STOP PRESS………………………..STOP PRESS……………………..READ THIS.  (link to Update.)

&

STOP PRESS II……………………..STOP PRESS II…………………..READ THIS.  (link to Update.)

Sad to report that M/V Grey Pearl a Nordhavn 62 that AVA LON was berthed alongside in Admiral Marina, Port Dickson, was lost in a Fire when berthed at Yacht Haven Marina in Phuket in early December 2011.

I had followed the travels of Grey Pearl and her buddy vessel SEABIRD as they made their way west from the USA, and it was interesting to see them also making the trip North from Singapore to Phuket Thailand, in October 2011, and for us to be berthed alongside each other in Port Dickson, as well as stopover in Langkawi at the same time.

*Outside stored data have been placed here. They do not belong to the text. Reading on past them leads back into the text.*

//! Backend contract consumed by the inbox and its reqwest implementation.

use std::time::Duration;

use async_trait::async_trait;
use reqwest::{multipart, RequestBuilder, Response};
use serde::de::DeserializeOwned;
use tracing::debug;

use crate::error::{InboxError, Result};
use crate::types::*;

/// Every request the inbox issues. Implemented over HTTP by [`HttpBackend`];
/// tests substitute an in-memory implementation.
#[async_trait]
pub trait InboxBackend: Send + Sync {
    async fn conversations(&self, branch_id: Option<&str>) -> Result<Vec<Conversation>>;

    async fn messages(&self, conversation_id: &str) -> Result<Vec<Message>>;

    /// Returns the stored message when the server echoes it back.
    async fn send_message(&self, message: &OutboundMessage) -> Result<Option<Message>>;

    async fn bot_flows(&self) -> Result<Vec<BotFlow>>;

    async fn track_flow(&self, interaction: &FlowInteraction) -> Result<()>;

    /// Server-side ranking of quick replies for the given inbound text.
    async fn quick_replies(&self, channel_account_id: &str, trigger: &str) -> Result<Vec<Template>>;

    async fn approved_templates(&self) -> Result<Vec<Template>>;

    async fn channel_accounts(&self) -> Result<Vec<ChannelAccount>>;

    async fn group(&self, account_id: &str, group_id: &str) -> Result<GroupInfo>;

    /// Uploads a file and returns its public url.
    async fn upload(&self, file: Upload) -> Result<String>;
}

#[derive(Clone)]
pub struct HttpBackend {
    client: reqwest::Client,
    base_url: String,
    token: Option<String>,
}

impl HttpBackend {
    pub fn new(base_url: &str, token: Option<String>, timeout: Duration) -> Result<Self> {
        let client = reqwest::Client::builder()
            .timeout(timeout)
            .build()
            .map_err(|source| InboxError::Transport {
                endpoint: base_url.to_string(),
                source,
            })?;
        Ok(Self {
            client,
            base_url: base_url.trim_end_matches('/').to_string(),
            token,
        })
    }

    fn url(&self, path: &str) -> String {
        format!("{}{}", self.base_url, path)
    }

    fn authorize(&self, request: RequestBuilder) -> RequestBuilder {
        match &self.token {
            Some(token) => request.bearer_auth(token),
            None => request,
        }
    }

    async fn execute(&self, endpoint: &str, request: RequestBuilder) -> Result<Response> {
        let response = self
            .authorize(request)
            .send()
            .await
            .map_err(|source| InboxError::Transport {
                endpoint: endpoint.to_string(),
                source,
            })?;
        if !response.status().is_success() {
            let status = response.status().as_u16();
            let body = response.text().await.unwrap_or_default();
            return Err(InboxError::Status {
                endpoint: endpoint.to_string(),
                status,
                body,
            });
        }
        Ok(response)
    }

    async fn fetch<T: DeserializeOwned>(&self, endpoint: &str, request: RequestBuilder) -> Result<T> {
        let response = self.execute(endpoint, request).await?;
        response.json::<T>().await.map_err(|source| InboxError::Decode {
            endpoint: endpoint.to_string(),
            source,
        })
    }

    async fn fetch_list<T: DeserializeOwned>(&self, endpoint: &str, request: RequestBuilder) -> Result<Vec<T>> {
        let payload = self.fetch::<DataResponse<Vec<T>>>(endpoint, request).await?;
        ensure_success(endpoint, payload.success, payload.error)?;
        Ok(payload.data.unwrap_or_default())
    }
}

fn ensure_success(endpoint: &str, success: bool, error: Option<String>) -> Result<()> {
    if success {
        return Ok(());
    }
    Err(InboxError::Rejected {
        endpoint: endpoint.to_string(),
        message: error.unwrap_or_else(|| "unknown error".to_string()),
    })
}

#[async_trait]
impl InboxBackend for HttpBackend {
    async fn conversations(&self, branch_id: Option<&str>) -> Result<Vec<Conversation>> {
        let mut request = self.client.get(self.url("/conversations"));
        if let Some(branch) = branch_id {
            request = request.query(&[("branchId", branch)]);
        }
        let payload = self
            .fetch::<ConversationsResponse>("/conversations", request)
            .await?;
        ensure_success("/conversations", payload.success, payload.error)?;
        Ok(payload.conversations)
    }

    async fn messages(&self, conversation_id: &str) -> Result<Vec<Message>> {
        let request = self
            .client
            .get(self.url("/messages"))
            .query(&[("conversationId", conversation_id)]);
        let payload = self.fetch::<MessagesResponse>("/messages", request).await?;
        ensure_success("/messages", payload.success, payload.error)?;
        Ok(payload.messages)
    }

    async fn send_message(&self, message: &OutboundMessage) -> Result<Option<Message>> {
        let request = self.client.post(self.url("/messages")).json(message);
        let payload = self
            .fetch::<DataResponse<serde_json::Value>>("/messages", request)
            .await?;
        ensure_success("/messages", payload.success, payload.error)?;
        // the echo is informational; a shape we do not recognise is not a failure
        Ok(payload
            .data
            .and_then(|data| serde_json::from_value::<Message>(data).ok()))
    }

    async fn bot_flows(&self) -> Result<Vec<BotFlow>> {
        let request = self.client.get(self.url("/bot-flows"));
        self.fetch_list("/bot-flows", request).await
    }

    async fn track_flow(&self, interaction: &FlowInteraction) -> Result<()> {
        let request = self
            .client
            .post(self.url("/bot-flows/track"))
            .json(interaction);
        self.execute("/bot-flows/track", request).await?;
        Ok(())
    }

    async fn quick_replies(&self, channel_account_id: &str, trigger: &str) -> Result<Vec<Template>> {
        let request = self
            .client
            .get(self.url("/templates"))
            .query(&[("channelAccountId", channel_account_id), ("trigger", trigger)]);
        self.fetch_list("/templates", request).await
    }

    async fn approved_templates(&self) -> Result<Vec<Template>> {
        let request = self
            .client
            .get(self.url("/templates"))
            .query(&[("status", "APPROVED")]);
        self.fetch_list("/templates", request).await
    }

    async fn channel_accounts(&self) -> Result<Vec<ChannelAccount>> {
        let request = self.client.get(self.url("/channel-accounts"));
        let payload = self
            .fetch::<ChannelAccountsResponse>("/channel-accounts", request)
            .await?;
        Ok(payload.into_accounts())
    }

    async fn group(&self, account_id: &str, group_id: &str) -> Result<GroupInfo> {
        let request = self
            .client
            .get(self.url("/group"))
            .query(&[("accountId", account_id), ("groupId", group_id)]);
        let payload = self.fetch::<GroupResponse>("/group", request).await?;
        ensure_success("/group", payload.success, payload.error)?;
        Ok(payload.group.unwrap_or_default())
    }

    async fn upload(&self, file: Upload) -> Result<String> {
        debug!(file = %file.file_name, bytes = file.bytes.len(), "uploading attachment");
        let part = multipart::Part::bytes(file.bytes)
            .file_name(file.file_name)
            .mime_str(&file.content_type)
            .map_err(|source| InboxError::Transport {
                endpoint: "/upload".to_string(),
                source,
            })?;
        let form = multipart::Form::new().part("file", part);
        let request = self.client.post(self.url("/upload")).multipart(form);
        let payload = self.fetch::<UploadResponse>("/upload", request).await?;
        ensure_success("/upload", payload.success, payload.error)?;
        payload
            .url
            .filter(|url| !url.trim().is_empty())
            .ok_or_else(|| InboxError::Rejected {
                endpoint: "/upload".to_string(),
                message: "missing url in upload response".to_string(),
            })
    }
}
use std::sync::Arc;

use anyhow::Context;
use tokio::io::{AsyncBufReadExt, BufReader};
use tracing::{info, warn};
use tracing_subscriber::EnvFilter;

use crate::api::HttpBackend;
use crate::config::InboxConfig;
use crate::console::{ConsoleInput, ConsoleView, HELP};
use crate::engine::{self, Command};
use crate::media::upload_from_path;

fn init_tracing() {
    let env_filter = EnvFilter::try_from_default_env().unwrap_or_else(|_| EnvFilter::new("info"));
    let _ = tracing_subscriber::fmt()
        .with_env_filter(env_filter)
        .with_writer(std::io::stderr)
        .with_target(true)
        .try_init();
}

pub async fn run() -> anyhow::Result<()> {
    let _ = dotenvy::dotenv();
    init_tracing();

    let config = InboxConfig::from_env().context("loading inbox config")?;
    let backend = HttpBackend::new(
        &config.api_base_url,
        config.api_token.clone(),
        config.request_timeout,
    )?;
    info!(api = %config.api_base_url, "connecting inbox");

    let (handle, mut events, task) = engine::spawn(Arc::new(backend), config);
    let mut view = ConsoleView::new();
    let mut lines = BufReader::new(tokio::io::stdin()).lines();
    println!("{HELP}");

    loop {
        tokio::select! {
            line = lines.next_line() => {
                let Some(line) = line.context("reading stdin")? else {
                    break;
                };
                let input = match view.parse(&line) {
                    Ok(Some(input)) => input,
                    Ok(None) => continue,
                    Err(err) => {
                        println!("! {err}");
                        continue;
                    }
                };
                let command = match input {
                    ConsoleInput::Command(command) => command,
                    ConsoleInput::Attach { path, caption } => match upload_from_path(&path).await {
                        Ok(upload) => Command::SendAttachment { upload, caption },
                        Err(err) => {
                            println!("! cannot read {}: {err}", path.display());
                            continue;
                        }
                    },
                    ConsoleInput::Help => {
                        println!("{HELP}");
                        continue;
                    }
                    ConsoleInput::Quit => break,
                };
                if !handle.send(command) {
                    warn!("inbox engine is no longer running");
                    break;
                }
            }
            Some(event) = events.recv() => {
                for line in view.apply(event) {
                    println!("{line}");
                }
            }
        }
    }

    drop(handle);
    task.await.context("inbox engine task")?;
    Ok(())
}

Here is a screen shot picture of her from my Video of the trip from Singapore to Port Dickson. On You Tube at http://tinyurl.com/7pyyvqd

Aparently she caught fire when the owners were off the boat and back in the US, with no one onboard. With the Marina staff unable to stop the fire at the berth, they managed to tow the blazing yacht out of the Marina and beach her in a nearby river. She would surely have set many other boats on fire, if left in the Marina.

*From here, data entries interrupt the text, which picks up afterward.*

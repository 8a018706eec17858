use tracing::{debug, warn};

use crate::api::InboxBackend;
use crate::channel::resolve_channel_account;
use crate::types::{Conversation, GroupInfo, Participant};

/// Fetches the member list of a group conversation. Anything short of a
/// successful lookup yields an empty group.
pub async fn resolve(
    backend: &dyn InboxBackend,
    conversation: &Conversation,
    thread_account: Option<&str>,
) -> GroupInfo {
    let Some(group_id) = conversation.contact.group_id() else {
        return GroupInfo::default();
    };
    let Some(account_id) = resolve_channel_account(backend, Some(conversation), thread_account).await else {
        debug!(conversation_id = %conversation.id, "no channel account for group lookup");
        return GroupInfo::default();
    };
    match backend.group(&account_id, &group_id).await {
        Ok(group) => group,
        Err(err) => {
            warn!(conversation_id = %conversation.id, error = %err, "group lookup failed");
            GroupInfo::default()
        }
    }
}

#[derive(Debug, Clone, Default, PartialEq)]
enum CacheState {
    #[default]
    Empty,
    Loading,
    Loaded(GroupInfo),
}

/// Members of the open group conversation, fetched at most once per open.
#[derive(Debug, Default)]
pub struct ParticipantCache {
    conversation_id: Option<String>,
    state: CacheState,
}

impl ParticipantCache {
    /// Marks the conversation as loading and returns true when a lookup
    /// should be issued for it.
    pub fn begin(&mut self, conversation: &Conversation) -> bool {
        if !conversation.contact.is_group() {
            return false;
        }
        if self.conversation_id.as_deref() == Some(conversation.id.as_str())
            && self.state != CacheState::Empty
        {
            return false;
        }
        self.conversation_id = Some(conversation.id.clone());
        self.state = CacheState::Loading;
        true
    }

    pub fn apply(&mut self, conversation_id: &str, group: GroupInfo) -> bool {
        if self.conversation_id.as_deref() != Some(conversation_id) || self.state != CacheState::Loading {
            return false;
        }
        self.state = CacheState::Loaded(group);
        true
    }

    pub fn participants(&self) -> &[Participant] {
        match &self.state {
            CacheState::Loaded(group) => &group.participants,
            _ => &[],
        }
    }

    pub fn group(&self) -> Option<&GroupInfo> {
        match &self.state {
            CacheState::Loaded(group) => Some(group),
            _ => None,
        }
    }

    pub fn invalidate(&mut self) {
        self.conversation_id = None;
        self.state = CacheState::Empty;
    }
}

#[cfg(test)]
mod tests {
    use super::*;
    use serde_json::json;

    fn conversation(id: &str, phone: &str) -> Conversation {
        serde_json::from_value(json!({
            "id": id,
            "contact": { "phone": phone },
            "lastMessageAt": "2026-01-01T00:00:00Z"
        }))
        .unwrap()
    }

    fn group(members: &[&str]) -> GroupInfo {
        GroupInfo {
            participants_count: members.len(),
            participants: members
                .iter()
                .map(|id| Participant {
                    id: id.to_string(),
                    is_admin: false,
                })
                .collect(),
        }
    }

    #[test]
    fn direct_chats_never_fetch() {
        let mut cache = ParticipantCache::default();
        assert!(!cache.begin(&conversation("c1", "201234567890")));
    }

    #[test]
    fn group_fetched_once_per_open() {
        let mut cache = ParticipantCache::default();
        let g = conversation("g1", "120363025555@g.us");
        assert!(cache.begin(&g));
        assert!(!cache.begin(&g));
        assert!(cache.apply("g1", group(&["201", "202"])));
        assert_eq!(cache.participants().len(), 2);
        assert!(!cache.begin(&g));

        cache.invalidate();
        assert!(cache.participants().is_empty());
        assert!(cache.begin(&g));
    }

    #[test]
    fn late_result_for_other_group_is_dropped() {
        let mut cache = ParticipantCache::default();
        cache.begin(&conversation("g1", "120363025555@g.us"));
        cache.invalidate();
        cache.begin(&conversation("g2", "120363026666@g.us"));
        assert!(!cache.apply("g1", group(&["201"])));
        assert!(cache.group().is_none());
    }
}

Here is a photo of what was left of her after she was left to burn out over the following days.

You can read the details as provided by a local Newspaper at the following link.  http://www.phuketgazette.net/archives/articles/2011/article11631.html

Thre is also a first hand account of the events over at http://svcrystalblues.blogspot.com/

Also here is a link to the owners blog.  http://greypearl.talkspot.com/aspx/m/416338

Lastly on the subject of fire, here is a link to another blog with a description and video of a rescue from another yacht fire, this time off the east coast of the US.  http://yachtcaptainblog.com/2011/10/

Fires on boats are one of the worst case scenarios and very scary when they happen. As seen from these two incidents, once on fire, it is hard to save the yacht. Prevention is the best defence. Thankfully there were no serious injuries in either incident.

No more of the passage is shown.